Giter Club home page Giter Club logo

Comments (16)

jacques-quidu avatar jacques-quidu commented on July 24, 2024 1

i have attached 2 PDF files: one printed with Microsoft Print to PDF and one generated using Hummus PDF-Writer (with my fork more precisely).
You can see that in the printed PDF, emojis are rendered with color shapes while with PDF-Writer they are rendered with monochrome shapes.
testPrint.pdf
testExportPDFWriter.pdf

from pdf-writer.

galkahana avatar galkahana commented on July 24, 2024

No current such intention. fonts are assumed to be monochrome, where the color is determined by the graphic context.
frankly up to this ask i wasn't aware that such things are represented by plain fonts.
wonder how a PDF containing those things looks like. i mean how is this represented in PDF where a font is just glyphs drawing and color is determined externally.

from pdf-writer.

galkahana avatar galkahana commented on July 24, 2024

reading about this exactly i see that what you suggest, as in drawing the glyphs as images or lineart, is a common practice in such cases. given that the regular font support in PDF doesn't allow for that. i wonder how this works with copying and pasting the text then. support of understanding text as text in PDF is pretty much reliant on defining text as something drawn with fonts.

do you have an example of a PDF that shows the emojis correctly? like from maybe indesign or some app that might do it properly?

from pdf-writer.

jacques-quidu avatar jacques-quidu commented on July 24, 2024

you can reproduce also by printing to PDF some text using font Segoe UI Emoji and emojis from Microsoft Word for instance.

from pdf-writer.

jacques-quidu avatar jacques-quidu commented on July 24, 2024

the font file is bigger in the printed PDF so i guess because of the emojis colored glyphs: they are not vectorized so in the page content but stored within the font file.

from pdf-writer.

jacques-quidu avatar jacques-quidu commented on July 24, 2024

by the way by tracing the Freetype font face with Segoe UI Emoji i found that it contains 3 cmaps: so i tried switching to the other cmap with the same platform id as the cmap selected by default, but it did not fix anything.

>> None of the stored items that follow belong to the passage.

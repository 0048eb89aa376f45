//! Predicate vocabulary.
//!
//! Every method has an ungated form and an `_if` form taking the gate first; the ungated form
//! calls the `_if` form with `true`. All of them funnel into [`Wrapper::append_with`].

use super::Wrapper;
use crate::column::ColumnResolver;
use crate::param::Param;
use crate::segment::{Keyword, Segment};
use tokio_postgres::types::ToSql;
//! Error types for wherekit

use thiserror::Error;

/// Result type alias for wherekit operations
pub type WrapperResult<T> = Result<T, WrapperError>;

/// Problems detected while assembling a condition expression.
///
/// Builders never fail mid-chain: the first problem is recorded and surfaced through
/// [`Wrapper::validate`](crate::Wrapper::validate).
#[derive(Debug, Clone, PartialEq, Eq, Error)]
pub enum WrapperError {
    /// A template references `{index}` but fewer values were supplied.
    #[error("Placeholder {{{index}}} has no value ({provided} provided)")]
    PlaceholderOutOfRange { index: usize, provided: usize },

    /// The column resolver rejected a column.
    #[error("Invalid column: {0}")]
    InvalidColumn(String),

    /// Alias is not usable as a bind-variable namespace.
    #[error("Invalid alias '{0}'")]
    InvalidAlias(String),

    /// An empty SQL fragment was given to a method that wraps it in parentheses.
    #[error("Empty SQL fragment passed to {0}")]
    EmptyRawClause(&'static str),

    /// A nested-group closure returned a wrapper other than the one it was given.
    #[error("Nested group returned a detached wrapper")]
    DetachedGroup,

    /// Identifier parse/validation error
    #[error("Invalid identifier: {0}")]
    InvalidIdent(String),

    /// Configuration error
    #[error("Invalid config: {0}")]
    InvalidConfig(String),
}

impl WrapperError {
    /// Create an invalid column error
    pub fn invalid_column(message: impl Into<String>) -> Self {
        Self::InvalidColumn(message.into())
    }

    /// Create an identifier error
    pub fn invalid_ident(message: impl Into<String>) -> Self {
        Self::InvalidIdent(message.into())
    }

    /// Create a config error
    pub fn invalid_config(message: impl Into<String>) -> Self {
        Self::InvalidConfig(message.into())
    }

    /// Check if this is a placeholder error
    pub fn is_placeholder_out_of_range(&self) -> bool {
        matches!(self, Self::PlaceholderOutOfRange { .. })
    }
}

Actually the 2 cmaps return the same glyph index from the unicode character code so i guess it is more complicated than switching the cmap with Freetype in order to fix this issue...
But as i suggested i could workaround i guess by extracting a color bitmap from the emoji glyph using FT_Load_glyph and draw the bitmap but the character itself.

from pdf-writer.

galkahana avatar galkahana commented on July 24, 2024

it makes sense that switching cmaps didn't work. fonts in pdf (unless something changed recently) are inherently monochrome, meaning color info is expected to come from outside and all the PDF glyph drawing operators are just about creating paths. So there has to be some alternative implementation which might be exactly what you are trying to do. it'd be interesting to see waht word did (or indesign, if it supports those...this used to be my go to). one can use pdfhumuus recrypt method to create a version of a pdf with decrypted content streams. if i'll get to it, i'll check and let us know what they did.

from pdf-writer.

galkahana avatar galkahana commented on July 24, 2024

ok, so actually it's not as bad as i thought.
here's the decrypted pdf:
testPrintDecrypt.pdf

if you read the text placement code in the page content stream you'll see that the way each emoji character is drawn (that starts in line 77) by superimposing 4 chars, each with different color values.
like the smiling emoji is basically placing the following glyphs one on top of each other, each time with a different RGB color value (im translating the source 0..1 range to 0...255 so it's easier to understand):

0451 with (1.000000 0.690196 0.180392) = [255, 176, 46] (the yellow part)
0452 with (0.972549 0.192157 0.184314) = [248, 49, 47] (the red part)
0453 with (0.250980 0.164706 0.196078) = [64, 42, 50] (the sort of dark area)
0464 with (0.250980 0.164706 0.196078) = [64, 42, 50] (the sort of dark area)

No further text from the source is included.